Sociologie ou métaphysique ?  

Un ouvrage collectif dédié à Spinoza paraît aux éditions Amsterdam sous la direction de Frédéric Lordon, Eva Debray et Kim Sang Ong Van Cung, il s'intitule Spinoza et les passions du social. On y trouve une dizaine d'articles qui s'intéressent tous aux usages possibles de la philosophie de Spinoza en sciences sociales.
L'entreprise n'est pas entièrement nouvelle puisqu'était déjà paru en 2008 un livre qui s’appelait Spinoza et les sciences sociales, toujours aux éditions Amsterdam, et qui croisait déjà philosophie et sociologie.
Ce pari de la transdisciplinarité est donc renouvelé cette année.
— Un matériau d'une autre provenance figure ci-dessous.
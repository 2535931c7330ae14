//! Which files extraction looks at.
//!
//! Directories are pruned by name, by ignore glob or by depth; files are
//! skipped by ignore glob. Policy globs are tested against the file name and
//! against the path relative to the base and each of its ancestors. The root
//! `.gitignore` of the enclosing repository is applied with git's own rules,
//! negations and anchoring included.

use crate::config::IgnorePolicy;
use globset::{Glob, GlobSet, GlobSetBuilder};
use ignore::gitignore::{Gitignore, GitignoreBuilder};
use ignore::Match;
use std::collections::HashSet;
use std::fs;
use std::path::{Path, PathBuf};
use walkdir::{DirEntry, WalkDir};

pub struct PathFilter {
    base_path: PathBuf,
    /// `base_path` resolved, for matching against the repository root
    canonical_base: PathBuf,
    dirs: HashSet<String>,
    globs: GlobSet,
    /// Source pattern of each glob in `globs`, by index
    patterns: Vec<String>,
    gitignore: Option<Gitignore>,
    max_depth: Option<usize>,
}

impl PathFilter {
    pub fn new(base_path: impl Into<PathBuf>, policy: &IgnorePolicy, max_depth: Option<usize>) -> Self {
        let base_path = base_path.into();
        let canonical_base = fs::canonicalize(&base_path).unwrap_or_else(|_| base_path.clone());

        let mut builder = GlobSetBuilder::new();
        let mut patterns = Vec::with_capacity(policy.globs.len());
        for pattern in &policy.globs {
            match Glob::new(pattern) {
                Ok(glob) => {
                    builder.add(glob);
                    patterns.push(pattern.clone());
                }
                Err(err) => tracing::warn!(%pattern, error = %err, "skipping invalid ignore glob"),
            }
        }
        let globs = builder.build().unwrap_or_else(|err| {
            tracing::warn!(error = %err, "failed to build ignore globs, ignoring none");
            patterns.clear();
            GlobSet::empty()
        });

        let gitignore = if policy.use_gitignore {
            find_git_root(&base_path).and_then(|root| load_gitignore(&root))
        } else {
            None
        };

        Self {
            base_path,
            canonical_base,
            dirs: policy.dirs.iter().cloned().collect(),
            globs,
            patterns,
            gitignore,
            max_depth,
        }
    }

    pub fn base_path(&self) -> &Path {
        &self.base_path
    }

    /// The ignore pattern matching `path`, if any.
    pub fn ignored_by(&self, path: &Path) -> Option<&str> {
        self.ignored_as(path, path.is_dir())
    }

    fn ignored_as(&self, path: &Path, is_dir: bool) -> Option<&str> {
        let relative = path.strip_prefix(&self.base_path).unwrap_or(path);
        let name = path.file_name().map(Path::new);
        let candidates = name.into_iter().chain(relative.ancestors()).filter(|p| !p.as_os_str().is_empty());

        for candidate in candidates {
            if let Some(&idx) = self.globs.matches(candidate).first() {
                return Some(self.patterns[idx].as_str());
            }
        }

        let gitignore = self.gitignore.as_ref()?;
        let absolute = self.canonical_base.join(relative);
        // the matcher panics on paths outside its root
        if !absolute.starts_with(gitignore.path()) || absolute == gitignore.path() {
            return None;
        }
        match gitignore.matched_path_or_any_parents(&absolute, is_dir) {
            Match::Ignore(glob) => Some(glob.original()),
            Match::Whitelist(_) | Match::None => None,
        }
    }

    /// Whether a directory at `depth` below the base is too deep to enter.
    pub fn exceeds_depth(&self, depth: usize) -> bool {
        self.max_depth.is_some_and(|max| depth > max)
    }

    fn is_pruned_dir(&self, entry: &DirEntry) -> bool {
        if entry.depth() == 0 || !entry.file_type().is_dir() {
            return false;
        }
        let named = entry
            .file_name()
            .to_str()
            .is_some_and(|name| self.dirs.contains(name));
        named || self.exceeds_depth(entry.depth()) || self.ignored_as(entry.path(), true).is_some()
    }

    /// Every file to consider, in sorted walk order.
    pub fn collect_files(&self) -> Vec<PathBuf> {
        if self.base_path.is_file() {
            return vec![self.base_path.clone()];
        }

        let mut files = Vec::new();
        let walker = WalkDir::new(&self.base_path)
            .sort_by_file_name()
            .into_iter()
            .filter_entry(|entry| !self.is_pruned_dir(entry));

        for entry in walker {
            let entry = match entry {
                Ok(entry) => entry,
                Err(err) => {
                    tracing::warn!(error = %err, "skipping unreadable path");
                    continue;
                }
            };
            if !entry.file_type().is_file() {
                continue;
            }
            if let Some(pattern) = self.ignored_as(entry.path(), false) {
                tracing::warn!(
                    path = %entry.path().display(),
                    pattern,
                    "ignoring file because of exclusion filter"
                );
                continue;
            }
            files.push(entry.into_path());
        }
        files
    }
}

/// Directory holding `.git`, searching `start` and its ancestors.
pub fn find_git_root(start: &Path) -> Option<PathBuf> {
    let start = fs::canonicalize(start).unwrap_or_else(|_| start.to_path_buf());
    start
        .ancestors()
        .find(|dir| dir.join(".git").exists())
        .map(Path::to_path_buf)
}

/// Matcher for the root `.gitignore` of the repository at `root`.
fn load_gitignore(root: &Path) -> Option<Gitignore> {
    let file = root.join(".gitignore");
    if !file.is_file() {
        return None;
    }

    let mut builder = GitignoreBuilder::new(root);
    if let Some(err) = builder.add(&file) {
        tracing::warn!(path = %file.display(), error = %err, "partially invalid .gitignore");
    }
    match builder.build() {
        Ok(gitignore) => Some(gitignore),
        Err(err) => {
            tracing::warn!(path = %file.display(), error = %err, "failed to load .gitignore");
            None
        }
    }
}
Avant de vous parler des articles qui sont réunis dans ce livre, il est nécessaire de s'arrêter sur la pertinence du croisement entre philosophie et sociologie, qui en fait ne va pas de soi. Parce que si on se rappelle le propos de l'Ethique, qui représente vraiment le cœur du système philosophique de Spinoza, on pourrait se dire qu'il s'agit d'abord et surtout, d'un ouvrage de métaphysique.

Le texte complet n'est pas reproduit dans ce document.